_Problem:_ Isolate every line in the data with the string "return" and copy it.

_Stored data entries:_
use crate::prelude::{CorrelationError, CorrelationResult, LineDiagnostic, StreamKind};
use crate::streams::{MeasurementStream, PositionStream};
use chrono::{Duration, NaiveDateTime};
use serde::Serialize;

/// Maps the measurement clock onto the absolute clock of the fixes.
#[derive(Debug, Clone, Copy, PartialEq, Serialize)]
pub struct TimeBase {
    /// Timestamp of the first accepted fix.
    pub origin_abs: NaiveDateTime,
    /// Time of the first measurement line with a positive time.
    pub first_valid_rel: f64,
    /// Index of that line; everything before it is pre-roll.
    pub first_valid_index: usize,
}

/// A resolved time base plus the pre-roll lines that could not be read.
#[derive(Debug, Clone)]
pub struct Resolution {
    pub time_base: TimeBase,
    pub diagnostics: Vec<LineDiagnostic>,
}

impl TimeBase {
    pub fn resolve(
        positions: &PositionStream,
        measurements: &MeasurementStream,
    ) -> CorrelationResult<Resolution> {
        let origin_abs = positions
            .fixes
            .first()
            .map(|fix| fix.timestamp_abs)
            .ok_or(CorrelationError::EmptyPositionData)?;

        let mut diagnostics = Vec::new();
        for (index, line) in measurements.lines.iter().enumerate() {
            match line.time() {
                Ok(time) if time > 0.0 => {
                    return Ok(Resolution {
                        time_base: TimeBase {
                            origin_abs,
                            first_valid_rel: time,
                            first_valid_index: index,
                        },
                        diagnostics,
                    });
                }
                Ok(_) => {}
                Err(error) => diagnostics.push(LineDiagnostic::new(
                    StreamKind::Measurement,
                    line.number,
                    &line.raw,
                    error,
                )),
            }
        }

        Err(CorrelationError::NoValidTimeBase)
    }

    /// Seconds elapsed on the measurement clock since the first valid line.
    pub fn relative_time(&self, time_rel: f64) -> f64 {
        time_rel - self.first_valid_rel
    }

    /// Absolute instant of a relative time, rounded to the microsecond.
    pub fn measured_at(&self, relative_time: f64) -> Option<NaiveDateTime> {
        let micros = (relative_time * 1_000_000.0).round();
        if !micros.is_finite() || micros.abs() > i64::MAX as f64 {
            return None;
        }
        self.origin_abs
            .checked_add_signed(Duration::microseconds(micros as i64))
    }
}

#[cfg(test)]
mod tests {
    use super::*;
    use crate::prelude::default_reference_date;
    use crate::streams::position::tests::gps_line;

    fn positions() -> PositionStream {
        let text = [gps_line(7_000_000, 3, 1.0, 2.0, 3.0), gps_line(8_000_000, 3, 1.0, 2.0, 3.0)]
            .join("\n");
        PositionStream::parse(&text, default_reference_date())
    }

    #[test]
    fn first_positive_time_sets_the_base() {
        let measurements = MeasurementStream::parse("-1:1:2:3\n0:1:2:3\nbad\n2.5:1:2:3\n4:1:2:3\n");
        let resolution = TimeBase::resolve(&positions(), &measurements).unwrap();

        assert_eq!(resolution.time_base.first_valid_index, 3);
        assert_eq!(resolution.time_base.first_valid_rel, 2.5);
        assert_eq!(resolution.time_base.origin_abs, positions().fixes[0].timestamp_abs);
        assert_eq!(resolution.diagnostics.len(), 1);
        assert_eq!(resolution.diagnostics[0].line_number, 3);
    }

    #[test]
    fn missing_positive_time_is_fatal() {
        let measurements = MeasurementStream::parse("-1:1:2:3\n0:1:2:3\n");
        let err = TimeBase::resolve(&positions(), &measurements).unwrap_err();
        assert!(matches!(err, CorrelationError::NoValidTimeBase));
    }

    #[test]
    fn empty_positions_fail_before_time_base() {
        let measurements = MeasurementStream::parse("1:1:2:3\n");
        let err = TimeBase::resolve(&PositionStream::default(), &measurements).unwrap_err();
        assert!(matches!(err, CorrelationError::EmptyPositionData));
    }

    #[test]
    fn measured_at_offsets_origin() {
        let measurements = MeasurementStream::parse("2:1:2:3\n");
        let base = TimeBase::resolve(&positions(), &measurements).unwrap().time_base;
        let at = base.measured_at(base.relative_time(3.25)).unwrap();
        assert_eq!((at - base.origin_abs).num_milliseconds(), 1_250);
        assert!(base.measured_at(f64::NAN).is_none());
    }
}
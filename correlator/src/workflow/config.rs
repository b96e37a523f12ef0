use anyhow::Context;
use geosweep::prelude::{EngineOptions, FilterConfig};
use serde::{Deserialize, Serialize};
use std::fs;
use std::path::{Path, PathBuf};

fn default_output_dir() -> PathBuf {
    PathBuf::from(".")
}

fn default_preview_lines() -> usize {
    10
}

#[derive(Clone, Debug, Serialize, Deserialize)]
pub struct WorkflowConfig {
    pub gps_log: PathBuf,
    pub data_log: PathBuf,
    pub filter: FilterConfig,
    #[serde(default)]
    pub engine: EngineOptions,
    #[serde(default = "default_output_dir")]
    pub output_dir: PathBuf,
    #[serde(default)]
    pub save_data: bool,
    #[serde(default)]
    pub save_json: bool,
    #[serde(default)]
    pub list_points: bool,
    #[serde(default = "default_preview_lines")]
    pub preview_lines: usize,
}

impl WorkflowConfig {
    pub fn load<P: AsRef<Path>>(path: P) -> anyhow::Result<Self> {
        let path_ref = path.as_ref();
        let contents = fs::read_to_string(path_ref)
            .with_context(|| format!("reading workflow config {}", path_ref.display()))?;
        let config: WorkflowConfig = serde_yaml::from_str(&contents)
            .with_context(|| format!("parsing workflow config {}", path_ref.display()))?;
        config
            .filter
            .validate()
            .with_context(|| format!("validating workflow config {}", path_ref.display()))?;
        Ok(config)
    }

    pub fn from_args(
        gps_log: PathBuf,
        data_log: PathBuf,
        min_frequency: i64,
        max_frequency: i64,
        min_power_db: f64,
    ) -> anyhow::Result<Self> {
        let filter = FilterConfig::new(min_frequency, max_frequency, min_power_db)
            .context("building filter from arguments")?;
        Ok(Self {
            gps_log,
            data_log,
            filter,
            engine: EngineOptions::default(),
            output_dir: default_output_dir(),
            save_data: false,
            save_json: false,
            list_points: false,
            preview_lines: default_preview_lines(),
        })
    }
}
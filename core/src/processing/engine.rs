use crate::prelude::{CorrelationError, CorrelationResult, EngineOptions, FilterConfig, LineDiagnostic};
use crate::processing::filter::{Aggregator, MatchedObservation, SweepFilter, Verdict};
use crate::processing::matcher::Matcher;
use crate::processing::time_base::TimeBase;
use crate::streams::{MeasurementStream, PositionStream};
use crate::telemetry::{LogManager, RunSummary};
use rayon::prelude::*;

/// A run that produced at least one observation.
#[derive(Debug, Clone)]
pub struct CorrelationReport {
    pub time_base: TimeBase,
    pub observations: Vec<MatchedObservation>,
    /// Encoded form of each observation, same order.
    pub encoded: Vec<String>,
    pub summary: RunSummary,
    pub diagnostics: Vec<LineDiagnostic>,
}

impl CorrelationReport {
    pub fn encoded_text(&self) -> String {
        self.encoded.concat()
    }
}

/// A run that completed but matched nothing under the given filter.
#[derive(Debug, Clone)]
pub struct EmptyReport {
    pub time_base: TimeBase,
    pub summary: RunSummary,
    pub diagnostics: Vec<LineDiagnostic>,
}

#[derive(Debug, Clone)]
pub enum CorrelationOutcome {
    Matched(CorrelationReport),
    Empty(EmptyReport),
}

impl CorrelationOutcome {
    pub fn summary(&self) -> &RunSummary {
        match self {
            CorrelationOutcome::Matched(report) => &report.summary,
            CorrelationOutcome::Empty(report) => &report.summary,
        }
    }

    pub fn observations(&self) -> &[MatchedObservation] {
        match self {
            CorrelationOutcome::Matched(report) => &report.observations,
            CorrelationOutcome::Empty(_) => &[],
        }
    }

    pub fn diagnostics(&self) -> &[LineDiagnostic] {
        match self {
            CorrelationOutcome::Matched(report) => &report.diagnostics,
            CorrelationOutcome::Empty(report) => &report.diagnostics,
        }
    }

    pub fn is_empty(&self) -> bool {
        matches!(self, CorrelationOutcome::Empty(_))
    }
}

/// Parses both logs, aligns them and filters the sweeps.
pub struct CorrelationEngine {
    filter: FilterConfig,
    options: EngineOptions,
    logger: LogManager,
}

impl CorrelationEngine {
    pub fn new(filter: FilterConfig, options: EngineOptions) -> Self {
        Self {
            filter,
            options,
            logger: LogManager::new(),
        }
    }

    pub fn filter(&self) -> &FilterConfig {
        &self.filter
    }

    pub fn run(&self, position_text: &str, measurement_text: &str) -> CorrelationResult<CorrelationOutcome> {
        let positions = PositionStream::parse(position_text, self.options.reference_date);
        let measurements = MeasurementStream::parse(measurement_text);
        self.run_streams(&positions, &measurements)
    }

    pub fn run_streams(
        &self,
        positions: &PositionStream,
        measurements: &MeasurementStream,
    ) -> CorrelationResult<CorrelationOutcome> {
        let mut diagnostics = positions.diagnostics.clone();
        diagnostics.iter().for_each(|d| self.logger.skipped(d));

        if positions.is_empty() {
            self.logger.record("no GPS fixes available");
            return Err(CorrelationError::EmptyPositionData);
        }
        self.logger
            .record(&format!("read {} GPS fixes", positions.len()));

        let resolution = TimeBase::resolve(positions, measurements)?;
        let time_base = resolution.time_base;
        resolution
            .diagnostics
            .iter()
            .for_each(|d| self.logger.skipped(d));
        diagnostics.extend(resolution.diagnostics);
        self.logger.record(&format!(
            "time base at measurement line {} (t={})",
            time_base.first_valid_index + 1,
            time_base.first_valid_rel
        ));

        let matcher = Matcher::new(positions, &self.options);
        let sweep_filter = SweepFilter {
            filter: &self.filter,
            time_base: &time_base,
            matcher: &matcher,
            fixes: &positions.fixes,
        };
        let pending = &measurements.lines[time_base.first_valid_index..];

        let mut aggregator = Aggregator::new();
        if self.options.parallel {
            let verdicts: Vec<Verdict> = pending
                .par_iter()
                .map(|line| sweep_filter.evaluate(line))
                .collect();
            verdicts.into_iter().for_each(|v| aggregator.push(v));
        } else {
            pending
                .iter()
                .for_each(|line| aggregator.push(sweep_filter.evaluate(line)));
        }

        let mut collected = aggregator.finish();
        collected.metrics.record_positions(
            positions.len(),
            positions.diagnostics.len() + positions.short_lines,
        );
        collected
            .metrics
            .record_measurements(measurements.len(), time_base.first_valid_index);
        diagnostics.extend(collected.diagnostics);
        let summary = collected.metrics.snapshot();
        self.logger
            .record(&format!("found {} points matching the filter", summary.matches));

        if collected.observations.is_empty() {
            return Ok(CorrelationOutcome::Empty(EmptyReport {
                time_base,
                summary,
                diagnostics,
            }));
        }

        Ok(CorrelationOutcome::Matched(CorrelationReport {
            time_base,
            observations: collected.observations,
            encoded: collected.encoded,
            summary,
            diagnostics,
        }))
    }
}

_Written reply:_
                    return Ok(Resolution {
            return None;
            return Err(CorrelationError::EmptyPositionData);
            return Ok(CorrelationOutcome::Empty(EmptyReport {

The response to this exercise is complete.